> **Required work**: Find each line of the material below in which the word "routes" occurs, and return it.

> **Source information**:
*** Begin section ***
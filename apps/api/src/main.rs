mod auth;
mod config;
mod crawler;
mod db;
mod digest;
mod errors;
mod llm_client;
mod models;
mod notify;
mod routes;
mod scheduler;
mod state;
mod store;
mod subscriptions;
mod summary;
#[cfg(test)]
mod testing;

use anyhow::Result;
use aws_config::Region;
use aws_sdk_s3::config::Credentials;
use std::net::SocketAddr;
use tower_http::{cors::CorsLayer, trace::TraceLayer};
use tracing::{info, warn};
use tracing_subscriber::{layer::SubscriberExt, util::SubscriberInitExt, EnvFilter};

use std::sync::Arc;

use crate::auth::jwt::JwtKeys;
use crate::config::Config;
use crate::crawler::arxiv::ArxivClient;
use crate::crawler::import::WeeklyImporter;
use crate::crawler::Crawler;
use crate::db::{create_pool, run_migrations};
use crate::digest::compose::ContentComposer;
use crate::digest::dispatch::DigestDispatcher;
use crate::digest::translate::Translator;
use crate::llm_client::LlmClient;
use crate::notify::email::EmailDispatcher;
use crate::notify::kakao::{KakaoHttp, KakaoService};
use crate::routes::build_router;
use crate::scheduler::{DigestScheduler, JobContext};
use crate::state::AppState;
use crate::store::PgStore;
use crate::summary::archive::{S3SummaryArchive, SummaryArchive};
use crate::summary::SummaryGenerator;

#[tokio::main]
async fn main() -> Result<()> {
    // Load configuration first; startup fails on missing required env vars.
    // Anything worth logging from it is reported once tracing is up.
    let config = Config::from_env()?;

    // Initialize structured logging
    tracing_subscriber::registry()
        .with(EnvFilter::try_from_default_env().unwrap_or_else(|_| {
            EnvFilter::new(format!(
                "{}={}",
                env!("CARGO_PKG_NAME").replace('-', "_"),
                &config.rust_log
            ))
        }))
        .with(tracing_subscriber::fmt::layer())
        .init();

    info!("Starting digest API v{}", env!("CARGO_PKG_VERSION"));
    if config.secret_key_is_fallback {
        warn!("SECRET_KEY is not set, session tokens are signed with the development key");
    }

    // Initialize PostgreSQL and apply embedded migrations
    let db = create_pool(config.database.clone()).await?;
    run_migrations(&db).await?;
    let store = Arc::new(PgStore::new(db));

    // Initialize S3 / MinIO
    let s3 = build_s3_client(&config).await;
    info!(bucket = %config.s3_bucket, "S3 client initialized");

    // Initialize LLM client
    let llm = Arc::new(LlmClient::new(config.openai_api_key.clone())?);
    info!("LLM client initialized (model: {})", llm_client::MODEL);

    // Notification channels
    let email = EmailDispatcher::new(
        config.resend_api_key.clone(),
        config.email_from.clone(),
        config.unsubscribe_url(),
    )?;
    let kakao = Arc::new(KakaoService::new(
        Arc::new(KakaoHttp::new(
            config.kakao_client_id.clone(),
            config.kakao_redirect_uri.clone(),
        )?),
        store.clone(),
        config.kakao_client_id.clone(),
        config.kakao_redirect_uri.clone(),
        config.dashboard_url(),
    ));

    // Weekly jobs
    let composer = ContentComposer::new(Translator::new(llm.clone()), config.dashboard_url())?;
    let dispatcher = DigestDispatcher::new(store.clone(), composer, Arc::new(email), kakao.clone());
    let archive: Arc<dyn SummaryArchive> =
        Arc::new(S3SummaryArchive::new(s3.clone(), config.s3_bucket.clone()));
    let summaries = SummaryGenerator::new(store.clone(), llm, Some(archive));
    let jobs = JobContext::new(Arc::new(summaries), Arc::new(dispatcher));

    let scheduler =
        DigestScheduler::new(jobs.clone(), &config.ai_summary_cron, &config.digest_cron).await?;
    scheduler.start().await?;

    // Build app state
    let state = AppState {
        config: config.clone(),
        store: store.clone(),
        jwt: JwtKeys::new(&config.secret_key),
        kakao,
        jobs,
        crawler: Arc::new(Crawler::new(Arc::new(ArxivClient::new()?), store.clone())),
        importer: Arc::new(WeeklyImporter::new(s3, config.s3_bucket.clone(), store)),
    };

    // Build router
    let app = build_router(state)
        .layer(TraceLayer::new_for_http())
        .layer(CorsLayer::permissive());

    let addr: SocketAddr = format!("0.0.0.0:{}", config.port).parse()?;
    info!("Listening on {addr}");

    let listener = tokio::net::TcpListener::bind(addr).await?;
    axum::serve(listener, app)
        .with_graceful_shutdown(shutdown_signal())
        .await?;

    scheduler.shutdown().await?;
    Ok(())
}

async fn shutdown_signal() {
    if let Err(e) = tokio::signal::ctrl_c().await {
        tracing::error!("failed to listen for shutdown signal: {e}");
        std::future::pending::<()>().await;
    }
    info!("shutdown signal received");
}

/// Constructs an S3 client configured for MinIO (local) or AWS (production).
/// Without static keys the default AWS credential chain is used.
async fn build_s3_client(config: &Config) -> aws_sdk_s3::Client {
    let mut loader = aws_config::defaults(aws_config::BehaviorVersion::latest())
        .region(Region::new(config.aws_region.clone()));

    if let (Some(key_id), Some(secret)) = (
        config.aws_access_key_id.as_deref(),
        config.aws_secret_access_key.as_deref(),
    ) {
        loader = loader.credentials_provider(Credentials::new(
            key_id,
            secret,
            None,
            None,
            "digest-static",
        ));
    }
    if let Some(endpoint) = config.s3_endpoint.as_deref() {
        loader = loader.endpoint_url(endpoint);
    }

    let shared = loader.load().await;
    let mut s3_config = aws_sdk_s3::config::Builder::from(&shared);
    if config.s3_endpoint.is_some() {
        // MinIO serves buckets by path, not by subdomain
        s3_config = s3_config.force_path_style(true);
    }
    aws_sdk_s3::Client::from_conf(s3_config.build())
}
*** End section ***
*** Begin section ***
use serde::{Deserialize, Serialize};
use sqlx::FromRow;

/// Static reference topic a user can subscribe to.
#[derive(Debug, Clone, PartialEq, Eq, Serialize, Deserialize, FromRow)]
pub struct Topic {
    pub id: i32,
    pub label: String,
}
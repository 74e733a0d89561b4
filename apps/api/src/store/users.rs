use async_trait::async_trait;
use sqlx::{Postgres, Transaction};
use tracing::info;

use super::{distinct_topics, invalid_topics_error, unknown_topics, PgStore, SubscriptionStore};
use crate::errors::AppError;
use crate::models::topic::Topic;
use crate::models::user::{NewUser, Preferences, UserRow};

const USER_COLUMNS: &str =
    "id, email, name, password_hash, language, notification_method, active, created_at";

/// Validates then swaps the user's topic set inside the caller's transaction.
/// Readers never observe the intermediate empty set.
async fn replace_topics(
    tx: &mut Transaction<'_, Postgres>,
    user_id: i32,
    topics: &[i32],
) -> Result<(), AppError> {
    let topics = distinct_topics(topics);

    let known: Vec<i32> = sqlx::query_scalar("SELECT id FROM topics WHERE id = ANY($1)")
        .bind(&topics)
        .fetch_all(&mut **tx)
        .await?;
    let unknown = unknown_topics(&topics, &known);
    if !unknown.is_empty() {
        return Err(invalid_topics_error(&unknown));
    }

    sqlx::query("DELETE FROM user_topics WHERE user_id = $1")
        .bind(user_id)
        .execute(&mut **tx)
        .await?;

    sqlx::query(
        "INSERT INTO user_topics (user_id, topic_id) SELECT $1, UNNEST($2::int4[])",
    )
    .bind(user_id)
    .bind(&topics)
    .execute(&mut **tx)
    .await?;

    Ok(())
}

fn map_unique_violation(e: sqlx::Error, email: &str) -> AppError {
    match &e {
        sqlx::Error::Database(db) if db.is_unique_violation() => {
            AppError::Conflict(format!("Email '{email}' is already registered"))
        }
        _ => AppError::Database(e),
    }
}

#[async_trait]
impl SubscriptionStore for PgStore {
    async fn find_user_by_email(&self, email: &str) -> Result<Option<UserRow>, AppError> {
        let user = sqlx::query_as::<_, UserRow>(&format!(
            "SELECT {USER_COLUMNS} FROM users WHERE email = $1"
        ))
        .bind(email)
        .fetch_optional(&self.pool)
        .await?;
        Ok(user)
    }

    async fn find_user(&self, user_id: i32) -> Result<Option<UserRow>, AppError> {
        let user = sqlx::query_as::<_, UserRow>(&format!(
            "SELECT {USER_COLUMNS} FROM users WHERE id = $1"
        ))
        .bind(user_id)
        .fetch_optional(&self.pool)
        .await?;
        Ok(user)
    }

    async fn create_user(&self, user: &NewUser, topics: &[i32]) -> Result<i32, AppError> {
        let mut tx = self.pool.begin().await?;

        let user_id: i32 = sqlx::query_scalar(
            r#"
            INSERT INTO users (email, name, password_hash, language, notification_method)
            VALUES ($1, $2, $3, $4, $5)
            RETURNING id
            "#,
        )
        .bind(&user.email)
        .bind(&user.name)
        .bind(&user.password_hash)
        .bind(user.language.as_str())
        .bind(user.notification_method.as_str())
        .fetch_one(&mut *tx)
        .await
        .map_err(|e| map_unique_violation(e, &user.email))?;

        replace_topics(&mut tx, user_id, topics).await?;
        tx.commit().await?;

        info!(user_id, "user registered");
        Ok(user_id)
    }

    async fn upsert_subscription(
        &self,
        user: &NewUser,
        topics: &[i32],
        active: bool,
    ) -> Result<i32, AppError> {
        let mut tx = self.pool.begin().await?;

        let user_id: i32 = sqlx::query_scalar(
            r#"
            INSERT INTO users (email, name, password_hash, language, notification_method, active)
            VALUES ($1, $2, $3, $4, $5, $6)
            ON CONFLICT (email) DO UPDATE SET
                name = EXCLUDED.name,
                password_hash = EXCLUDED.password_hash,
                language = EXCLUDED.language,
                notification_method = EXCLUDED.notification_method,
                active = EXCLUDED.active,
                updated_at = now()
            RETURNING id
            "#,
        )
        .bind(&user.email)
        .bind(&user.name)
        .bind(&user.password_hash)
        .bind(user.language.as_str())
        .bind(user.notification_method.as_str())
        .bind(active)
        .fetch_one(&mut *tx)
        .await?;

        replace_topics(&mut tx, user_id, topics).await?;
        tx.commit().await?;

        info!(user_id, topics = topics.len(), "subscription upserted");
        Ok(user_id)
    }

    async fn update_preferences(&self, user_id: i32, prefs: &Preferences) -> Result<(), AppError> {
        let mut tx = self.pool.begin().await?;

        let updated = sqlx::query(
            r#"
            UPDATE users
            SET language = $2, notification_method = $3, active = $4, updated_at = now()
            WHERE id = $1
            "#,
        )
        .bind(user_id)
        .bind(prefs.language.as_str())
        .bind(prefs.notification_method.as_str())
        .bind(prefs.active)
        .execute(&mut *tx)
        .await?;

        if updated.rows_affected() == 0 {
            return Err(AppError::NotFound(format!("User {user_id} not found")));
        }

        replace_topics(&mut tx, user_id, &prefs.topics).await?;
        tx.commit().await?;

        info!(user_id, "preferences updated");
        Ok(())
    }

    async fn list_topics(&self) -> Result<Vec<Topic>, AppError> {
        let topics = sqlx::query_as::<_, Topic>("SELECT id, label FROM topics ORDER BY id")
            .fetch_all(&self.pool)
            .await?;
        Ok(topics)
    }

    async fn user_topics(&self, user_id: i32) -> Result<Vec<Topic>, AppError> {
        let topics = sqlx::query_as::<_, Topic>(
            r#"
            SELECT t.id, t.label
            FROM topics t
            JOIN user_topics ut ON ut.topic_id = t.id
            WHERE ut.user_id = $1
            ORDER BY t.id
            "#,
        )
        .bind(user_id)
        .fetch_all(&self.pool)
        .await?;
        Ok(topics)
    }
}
*** End section ***
> **Response**:
mod routes;
use crate::routes::build_router;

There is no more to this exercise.